- [YOUR INSTRUCTIONS]
Could you write out the line containing "order_id, &items, &titles, &session_id).await?;" and all the lines below it in the data, exactly, through the final one and nothing else?

________________________

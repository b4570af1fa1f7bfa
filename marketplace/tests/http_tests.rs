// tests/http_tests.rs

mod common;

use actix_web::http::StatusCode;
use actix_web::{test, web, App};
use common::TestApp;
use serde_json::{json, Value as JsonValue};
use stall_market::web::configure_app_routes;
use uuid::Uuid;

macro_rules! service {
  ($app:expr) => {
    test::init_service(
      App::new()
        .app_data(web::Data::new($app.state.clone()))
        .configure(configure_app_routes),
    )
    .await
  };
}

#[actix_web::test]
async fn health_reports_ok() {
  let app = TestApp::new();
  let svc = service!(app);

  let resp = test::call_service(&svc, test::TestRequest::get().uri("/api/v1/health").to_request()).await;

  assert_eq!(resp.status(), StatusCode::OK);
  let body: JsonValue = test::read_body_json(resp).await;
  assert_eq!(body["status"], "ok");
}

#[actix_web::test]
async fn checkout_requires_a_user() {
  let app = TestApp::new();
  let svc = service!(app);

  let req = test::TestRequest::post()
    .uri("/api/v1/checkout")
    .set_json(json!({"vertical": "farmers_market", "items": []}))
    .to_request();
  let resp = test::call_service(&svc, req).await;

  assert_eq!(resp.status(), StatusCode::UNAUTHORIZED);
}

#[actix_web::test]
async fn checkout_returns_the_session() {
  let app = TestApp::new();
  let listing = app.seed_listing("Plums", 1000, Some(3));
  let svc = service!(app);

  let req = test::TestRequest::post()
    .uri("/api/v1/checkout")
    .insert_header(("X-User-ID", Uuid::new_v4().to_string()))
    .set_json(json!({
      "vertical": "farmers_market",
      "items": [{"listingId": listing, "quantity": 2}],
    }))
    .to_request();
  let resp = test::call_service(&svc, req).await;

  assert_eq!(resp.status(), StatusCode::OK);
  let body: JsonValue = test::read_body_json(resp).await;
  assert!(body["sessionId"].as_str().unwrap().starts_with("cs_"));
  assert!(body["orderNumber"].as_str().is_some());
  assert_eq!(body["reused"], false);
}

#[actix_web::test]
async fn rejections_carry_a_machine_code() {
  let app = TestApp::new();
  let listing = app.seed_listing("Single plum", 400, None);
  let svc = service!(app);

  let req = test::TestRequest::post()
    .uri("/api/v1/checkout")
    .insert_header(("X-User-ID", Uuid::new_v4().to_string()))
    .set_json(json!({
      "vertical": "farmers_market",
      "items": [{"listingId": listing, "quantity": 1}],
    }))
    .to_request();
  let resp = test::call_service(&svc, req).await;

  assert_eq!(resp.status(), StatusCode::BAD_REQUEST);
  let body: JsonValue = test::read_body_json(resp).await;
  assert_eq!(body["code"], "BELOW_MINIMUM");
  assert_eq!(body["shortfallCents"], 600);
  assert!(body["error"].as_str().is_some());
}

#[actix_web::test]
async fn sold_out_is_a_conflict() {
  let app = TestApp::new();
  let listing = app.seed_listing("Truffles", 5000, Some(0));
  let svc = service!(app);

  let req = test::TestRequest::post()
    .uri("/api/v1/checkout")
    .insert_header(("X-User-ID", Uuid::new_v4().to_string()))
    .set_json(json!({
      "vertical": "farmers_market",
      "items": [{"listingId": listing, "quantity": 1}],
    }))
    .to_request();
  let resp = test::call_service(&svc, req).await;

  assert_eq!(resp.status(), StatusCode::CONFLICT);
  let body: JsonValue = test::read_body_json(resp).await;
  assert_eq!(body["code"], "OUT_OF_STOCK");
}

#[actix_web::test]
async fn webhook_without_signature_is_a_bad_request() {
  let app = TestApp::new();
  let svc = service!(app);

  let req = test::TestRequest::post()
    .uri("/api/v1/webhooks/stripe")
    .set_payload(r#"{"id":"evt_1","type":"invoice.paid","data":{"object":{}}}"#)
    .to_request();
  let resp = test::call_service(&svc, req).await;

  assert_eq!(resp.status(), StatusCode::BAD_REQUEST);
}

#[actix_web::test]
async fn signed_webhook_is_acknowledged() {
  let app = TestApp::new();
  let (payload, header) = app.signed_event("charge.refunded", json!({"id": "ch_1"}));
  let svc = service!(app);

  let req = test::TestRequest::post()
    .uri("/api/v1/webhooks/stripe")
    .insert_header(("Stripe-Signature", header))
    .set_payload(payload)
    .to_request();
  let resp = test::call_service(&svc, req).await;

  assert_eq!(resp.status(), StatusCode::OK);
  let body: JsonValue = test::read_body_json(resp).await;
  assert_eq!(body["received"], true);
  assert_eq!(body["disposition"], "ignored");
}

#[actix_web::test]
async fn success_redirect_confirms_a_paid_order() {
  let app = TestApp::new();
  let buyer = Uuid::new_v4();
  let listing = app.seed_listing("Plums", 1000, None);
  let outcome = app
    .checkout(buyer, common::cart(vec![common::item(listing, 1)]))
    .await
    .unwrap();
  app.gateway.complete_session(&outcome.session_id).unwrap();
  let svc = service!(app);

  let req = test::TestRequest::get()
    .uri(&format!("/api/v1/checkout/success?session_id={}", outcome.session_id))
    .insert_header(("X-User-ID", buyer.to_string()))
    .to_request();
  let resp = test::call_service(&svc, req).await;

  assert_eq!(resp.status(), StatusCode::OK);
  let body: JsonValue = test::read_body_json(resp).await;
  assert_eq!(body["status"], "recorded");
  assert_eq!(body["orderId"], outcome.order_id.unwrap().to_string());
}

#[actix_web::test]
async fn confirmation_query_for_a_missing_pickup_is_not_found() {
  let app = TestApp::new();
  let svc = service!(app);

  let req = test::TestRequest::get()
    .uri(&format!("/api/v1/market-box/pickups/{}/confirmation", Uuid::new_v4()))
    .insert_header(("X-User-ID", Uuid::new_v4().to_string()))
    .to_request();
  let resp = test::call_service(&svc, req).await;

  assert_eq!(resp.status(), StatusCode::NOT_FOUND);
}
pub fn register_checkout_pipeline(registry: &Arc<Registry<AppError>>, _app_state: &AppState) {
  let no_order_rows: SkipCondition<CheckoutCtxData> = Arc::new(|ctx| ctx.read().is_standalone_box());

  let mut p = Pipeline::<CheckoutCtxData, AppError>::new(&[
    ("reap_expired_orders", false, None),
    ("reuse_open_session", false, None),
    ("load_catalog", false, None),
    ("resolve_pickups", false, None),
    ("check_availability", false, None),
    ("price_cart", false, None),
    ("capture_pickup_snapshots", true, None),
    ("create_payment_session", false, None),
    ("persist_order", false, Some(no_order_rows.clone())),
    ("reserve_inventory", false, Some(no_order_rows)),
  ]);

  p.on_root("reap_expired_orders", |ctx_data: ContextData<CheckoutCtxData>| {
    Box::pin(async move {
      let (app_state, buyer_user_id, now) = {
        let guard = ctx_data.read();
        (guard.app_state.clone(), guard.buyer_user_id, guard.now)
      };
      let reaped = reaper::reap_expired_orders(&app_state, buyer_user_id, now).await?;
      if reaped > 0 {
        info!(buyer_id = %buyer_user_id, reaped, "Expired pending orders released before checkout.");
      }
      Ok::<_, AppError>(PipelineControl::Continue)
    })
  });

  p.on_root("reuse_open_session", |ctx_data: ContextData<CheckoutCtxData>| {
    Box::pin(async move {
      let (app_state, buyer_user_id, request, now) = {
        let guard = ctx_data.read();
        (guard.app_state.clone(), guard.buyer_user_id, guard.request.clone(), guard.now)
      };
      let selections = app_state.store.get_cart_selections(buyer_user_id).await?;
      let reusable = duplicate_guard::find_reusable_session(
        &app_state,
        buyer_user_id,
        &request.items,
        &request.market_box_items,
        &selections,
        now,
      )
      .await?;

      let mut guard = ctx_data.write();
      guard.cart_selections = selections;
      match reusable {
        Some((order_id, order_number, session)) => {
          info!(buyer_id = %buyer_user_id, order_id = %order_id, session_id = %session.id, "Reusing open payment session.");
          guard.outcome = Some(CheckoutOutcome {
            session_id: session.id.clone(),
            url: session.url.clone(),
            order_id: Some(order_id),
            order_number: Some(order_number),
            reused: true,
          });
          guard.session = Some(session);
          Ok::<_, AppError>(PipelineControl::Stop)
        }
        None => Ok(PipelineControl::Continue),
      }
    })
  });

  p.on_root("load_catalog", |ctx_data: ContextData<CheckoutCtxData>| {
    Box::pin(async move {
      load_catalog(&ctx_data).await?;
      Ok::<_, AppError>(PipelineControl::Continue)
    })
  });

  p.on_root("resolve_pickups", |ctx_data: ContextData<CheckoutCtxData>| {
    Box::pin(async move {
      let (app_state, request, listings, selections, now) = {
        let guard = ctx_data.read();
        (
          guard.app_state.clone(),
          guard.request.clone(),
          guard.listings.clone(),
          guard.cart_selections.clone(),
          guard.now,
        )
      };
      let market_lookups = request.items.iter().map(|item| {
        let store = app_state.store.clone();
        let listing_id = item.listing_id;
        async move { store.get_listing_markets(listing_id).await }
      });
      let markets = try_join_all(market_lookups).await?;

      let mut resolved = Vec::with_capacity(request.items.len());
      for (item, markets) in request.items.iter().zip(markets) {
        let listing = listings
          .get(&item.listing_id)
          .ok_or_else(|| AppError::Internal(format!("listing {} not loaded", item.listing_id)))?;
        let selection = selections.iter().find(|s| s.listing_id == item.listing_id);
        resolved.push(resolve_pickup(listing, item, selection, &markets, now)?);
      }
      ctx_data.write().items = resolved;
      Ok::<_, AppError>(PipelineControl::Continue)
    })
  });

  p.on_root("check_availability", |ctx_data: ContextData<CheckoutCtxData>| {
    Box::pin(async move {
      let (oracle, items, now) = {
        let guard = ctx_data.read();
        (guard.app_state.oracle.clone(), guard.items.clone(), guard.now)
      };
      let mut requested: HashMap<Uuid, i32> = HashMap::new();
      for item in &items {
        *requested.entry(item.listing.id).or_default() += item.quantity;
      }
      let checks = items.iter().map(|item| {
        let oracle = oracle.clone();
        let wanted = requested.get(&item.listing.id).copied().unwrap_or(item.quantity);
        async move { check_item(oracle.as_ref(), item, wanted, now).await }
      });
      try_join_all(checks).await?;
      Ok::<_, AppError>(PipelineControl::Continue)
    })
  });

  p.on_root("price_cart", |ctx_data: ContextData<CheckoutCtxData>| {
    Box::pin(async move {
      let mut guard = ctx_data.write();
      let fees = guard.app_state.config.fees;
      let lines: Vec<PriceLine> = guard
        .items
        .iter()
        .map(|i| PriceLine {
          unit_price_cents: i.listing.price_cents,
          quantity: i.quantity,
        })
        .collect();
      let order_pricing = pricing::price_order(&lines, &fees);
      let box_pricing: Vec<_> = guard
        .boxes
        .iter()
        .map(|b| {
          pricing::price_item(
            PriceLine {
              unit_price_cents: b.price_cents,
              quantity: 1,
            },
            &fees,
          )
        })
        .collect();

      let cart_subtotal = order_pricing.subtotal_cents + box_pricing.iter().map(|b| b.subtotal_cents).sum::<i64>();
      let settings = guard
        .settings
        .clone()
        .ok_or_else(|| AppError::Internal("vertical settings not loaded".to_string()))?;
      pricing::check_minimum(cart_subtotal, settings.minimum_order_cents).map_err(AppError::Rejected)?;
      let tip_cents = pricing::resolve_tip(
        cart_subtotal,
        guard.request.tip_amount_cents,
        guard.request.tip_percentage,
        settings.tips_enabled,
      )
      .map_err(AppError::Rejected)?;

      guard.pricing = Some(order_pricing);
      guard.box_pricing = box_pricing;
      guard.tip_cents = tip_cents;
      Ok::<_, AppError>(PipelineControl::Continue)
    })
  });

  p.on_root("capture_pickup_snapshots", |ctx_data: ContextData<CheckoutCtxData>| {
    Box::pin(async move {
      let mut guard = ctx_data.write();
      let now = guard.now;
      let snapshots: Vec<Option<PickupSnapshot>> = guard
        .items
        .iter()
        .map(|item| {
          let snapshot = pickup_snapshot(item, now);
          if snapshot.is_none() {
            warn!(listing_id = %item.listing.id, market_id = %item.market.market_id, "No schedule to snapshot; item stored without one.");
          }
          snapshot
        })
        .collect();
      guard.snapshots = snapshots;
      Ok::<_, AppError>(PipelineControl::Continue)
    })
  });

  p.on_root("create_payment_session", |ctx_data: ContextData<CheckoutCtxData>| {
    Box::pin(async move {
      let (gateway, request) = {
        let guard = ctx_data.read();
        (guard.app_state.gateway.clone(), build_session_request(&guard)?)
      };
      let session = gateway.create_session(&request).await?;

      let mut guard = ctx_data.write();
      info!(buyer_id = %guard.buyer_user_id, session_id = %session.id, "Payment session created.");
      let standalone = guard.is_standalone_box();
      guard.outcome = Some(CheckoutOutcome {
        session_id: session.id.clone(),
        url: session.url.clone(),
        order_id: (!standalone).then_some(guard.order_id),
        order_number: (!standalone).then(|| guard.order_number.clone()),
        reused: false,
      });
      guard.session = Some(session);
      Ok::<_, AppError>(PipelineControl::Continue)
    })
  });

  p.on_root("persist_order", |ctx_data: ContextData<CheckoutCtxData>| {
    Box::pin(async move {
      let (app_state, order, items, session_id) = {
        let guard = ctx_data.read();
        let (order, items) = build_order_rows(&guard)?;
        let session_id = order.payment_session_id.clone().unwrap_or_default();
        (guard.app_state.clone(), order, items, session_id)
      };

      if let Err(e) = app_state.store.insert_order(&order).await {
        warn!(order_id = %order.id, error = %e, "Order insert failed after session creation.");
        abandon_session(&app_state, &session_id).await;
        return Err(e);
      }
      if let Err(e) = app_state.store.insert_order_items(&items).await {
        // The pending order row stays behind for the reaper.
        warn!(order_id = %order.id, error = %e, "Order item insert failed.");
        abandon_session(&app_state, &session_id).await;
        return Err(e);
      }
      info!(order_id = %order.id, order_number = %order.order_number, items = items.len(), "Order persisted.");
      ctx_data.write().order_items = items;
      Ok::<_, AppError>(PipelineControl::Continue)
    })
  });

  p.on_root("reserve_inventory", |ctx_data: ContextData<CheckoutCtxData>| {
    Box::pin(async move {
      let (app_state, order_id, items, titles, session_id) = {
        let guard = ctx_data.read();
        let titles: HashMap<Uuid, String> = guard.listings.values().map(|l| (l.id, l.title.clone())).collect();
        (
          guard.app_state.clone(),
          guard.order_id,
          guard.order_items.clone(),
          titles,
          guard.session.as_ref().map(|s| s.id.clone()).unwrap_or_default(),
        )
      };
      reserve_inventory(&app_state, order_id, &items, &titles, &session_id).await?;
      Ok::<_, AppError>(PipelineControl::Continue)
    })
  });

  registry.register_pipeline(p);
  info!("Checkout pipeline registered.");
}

________________________

- [ANSWER SPACE]
      reserve_inventory(&app_state, order_id, &items, &titles, &session_id).await?;
      Ok::<_, AppError>(PipelineControl::Continue)
    })
  });

  registry.register_pipeline(p);
  info!("Checkout pipeline registered.");
}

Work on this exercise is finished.